## EXERCISE GOAL
Your answer should be an exact copy of the lines from the start of the entries to the line containing "for _ in 0..ms", both included.

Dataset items
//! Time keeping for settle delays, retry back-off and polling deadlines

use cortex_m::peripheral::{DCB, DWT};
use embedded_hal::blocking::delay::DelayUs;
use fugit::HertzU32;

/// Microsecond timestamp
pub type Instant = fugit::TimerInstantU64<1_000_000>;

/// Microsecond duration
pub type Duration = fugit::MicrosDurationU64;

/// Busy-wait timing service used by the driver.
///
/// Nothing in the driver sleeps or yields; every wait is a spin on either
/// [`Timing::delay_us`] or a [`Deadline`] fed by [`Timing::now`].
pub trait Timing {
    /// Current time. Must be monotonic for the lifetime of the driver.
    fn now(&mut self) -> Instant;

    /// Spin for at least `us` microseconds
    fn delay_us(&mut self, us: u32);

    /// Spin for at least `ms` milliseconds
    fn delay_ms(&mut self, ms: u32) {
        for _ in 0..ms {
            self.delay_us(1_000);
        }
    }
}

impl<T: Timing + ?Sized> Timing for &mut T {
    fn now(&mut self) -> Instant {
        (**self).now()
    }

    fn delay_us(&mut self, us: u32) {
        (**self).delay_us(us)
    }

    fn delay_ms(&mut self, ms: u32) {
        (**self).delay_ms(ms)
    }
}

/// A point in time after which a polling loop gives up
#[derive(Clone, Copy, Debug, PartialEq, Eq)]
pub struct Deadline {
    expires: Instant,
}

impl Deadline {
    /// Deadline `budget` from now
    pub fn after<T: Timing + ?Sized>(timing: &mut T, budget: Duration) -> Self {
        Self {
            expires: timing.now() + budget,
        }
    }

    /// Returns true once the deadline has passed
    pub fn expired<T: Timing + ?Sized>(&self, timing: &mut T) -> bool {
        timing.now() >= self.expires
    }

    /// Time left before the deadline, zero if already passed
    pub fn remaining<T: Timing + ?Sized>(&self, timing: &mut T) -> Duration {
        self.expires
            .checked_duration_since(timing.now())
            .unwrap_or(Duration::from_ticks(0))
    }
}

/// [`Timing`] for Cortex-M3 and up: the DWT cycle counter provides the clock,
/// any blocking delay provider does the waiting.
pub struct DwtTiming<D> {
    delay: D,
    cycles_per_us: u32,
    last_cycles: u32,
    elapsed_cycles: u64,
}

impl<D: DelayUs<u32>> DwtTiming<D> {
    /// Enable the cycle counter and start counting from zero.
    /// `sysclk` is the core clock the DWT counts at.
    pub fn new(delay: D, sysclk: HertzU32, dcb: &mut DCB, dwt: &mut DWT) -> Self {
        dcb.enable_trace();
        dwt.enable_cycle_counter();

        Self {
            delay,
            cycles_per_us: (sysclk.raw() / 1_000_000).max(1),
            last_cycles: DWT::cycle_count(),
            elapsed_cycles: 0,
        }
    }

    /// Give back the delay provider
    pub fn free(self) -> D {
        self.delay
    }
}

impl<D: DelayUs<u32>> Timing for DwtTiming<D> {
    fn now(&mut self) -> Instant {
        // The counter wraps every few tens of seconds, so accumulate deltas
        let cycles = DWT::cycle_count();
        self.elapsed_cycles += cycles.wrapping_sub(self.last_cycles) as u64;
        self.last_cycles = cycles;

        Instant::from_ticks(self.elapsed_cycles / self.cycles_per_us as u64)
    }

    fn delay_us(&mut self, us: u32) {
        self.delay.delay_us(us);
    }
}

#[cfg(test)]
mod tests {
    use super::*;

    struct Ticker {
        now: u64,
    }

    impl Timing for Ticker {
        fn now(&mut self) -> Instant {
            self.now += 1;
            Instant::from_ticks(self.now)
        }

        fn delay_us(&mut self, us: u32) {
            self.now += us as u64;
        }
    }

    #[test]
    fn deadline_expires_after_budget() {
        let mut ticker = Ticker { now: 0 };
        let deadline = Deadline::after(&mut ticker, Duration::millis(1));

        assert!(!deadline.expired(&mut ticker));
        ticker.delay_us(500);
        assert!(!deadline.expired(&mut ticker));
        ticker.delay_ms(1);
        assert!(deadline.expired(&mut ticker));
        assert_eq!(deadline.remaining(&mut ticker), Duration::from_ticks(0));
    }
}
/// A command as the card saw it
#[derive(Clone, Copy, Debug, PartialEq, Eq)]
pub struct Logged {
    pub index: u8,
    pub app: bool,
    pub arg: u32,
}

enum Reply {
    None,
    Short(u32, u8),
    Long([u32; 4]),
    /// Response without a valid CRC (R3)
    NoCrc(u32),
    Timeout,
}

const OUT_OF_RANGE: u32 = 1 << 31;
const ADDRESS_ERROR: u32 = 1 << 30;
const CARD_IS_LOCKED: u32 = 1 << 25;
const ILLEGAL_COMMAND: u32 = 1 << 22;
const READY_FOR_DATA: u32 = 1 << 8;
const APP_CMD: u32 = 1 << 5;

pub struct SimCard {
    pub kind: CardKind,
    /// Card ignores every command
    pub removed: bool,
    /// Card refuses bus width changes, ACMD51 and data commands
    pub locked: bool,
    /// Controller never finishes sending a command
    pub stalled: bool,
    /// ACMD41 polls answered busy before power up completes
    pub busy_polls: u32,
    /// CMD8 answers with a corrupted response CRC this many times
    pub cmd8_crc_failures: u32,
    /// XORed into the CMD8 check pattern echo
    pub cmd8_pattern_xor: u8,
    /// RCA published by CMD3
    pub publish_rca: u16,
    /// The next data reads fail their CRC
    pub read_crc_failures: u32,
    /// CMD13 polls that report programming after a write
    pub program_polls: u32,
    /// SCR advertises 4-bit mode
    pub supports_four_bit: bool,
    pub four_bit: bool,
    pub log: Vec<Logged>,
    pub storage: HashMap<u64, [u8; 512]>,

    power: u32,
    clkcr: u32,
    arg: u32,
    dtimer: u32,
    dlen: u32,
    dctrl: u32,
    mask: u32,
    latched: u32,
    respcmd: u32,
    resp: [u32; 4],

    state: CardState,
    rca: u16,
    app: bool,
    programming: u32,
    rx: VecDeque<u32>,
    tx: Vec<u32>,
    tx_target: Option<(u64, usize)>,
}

## RESULT BELOW
//! Time keeping for settle delays, retry back-off and polling deadlines

use cortex_m::peripheral::{DCB, DWT};
use embedded_hal::blocking::delay::DelayUs;
use fugit::HertzU32;

/// Microsecond timestamp
pub type Instant = fugit::TimerInstantU64<1_000_000>;

/// Microsecond duration
pub type Duration = fugit::MicrosDurationU64;

/// Busy-wait timing service used by the driver.
///
/// Nothing in the driver sleeps or yields; every wait is a spin on either
/// [`Timing::delay_us`] or a [`Deadline`] fed by [`Timing::now`].
pub trait Timing {
    /// Current time. Must be monotonic for the lifetime of the driver.
    fn now(&mut self) -> Instant;

    /// Spin for at least `us` microseconds
    fn delay_us(&mut self, us: u32);

    /// Spin for at least `ms` milliseconds
    fn delay_ms(&mut self, ms: u32) {
        for _ in 0..ms {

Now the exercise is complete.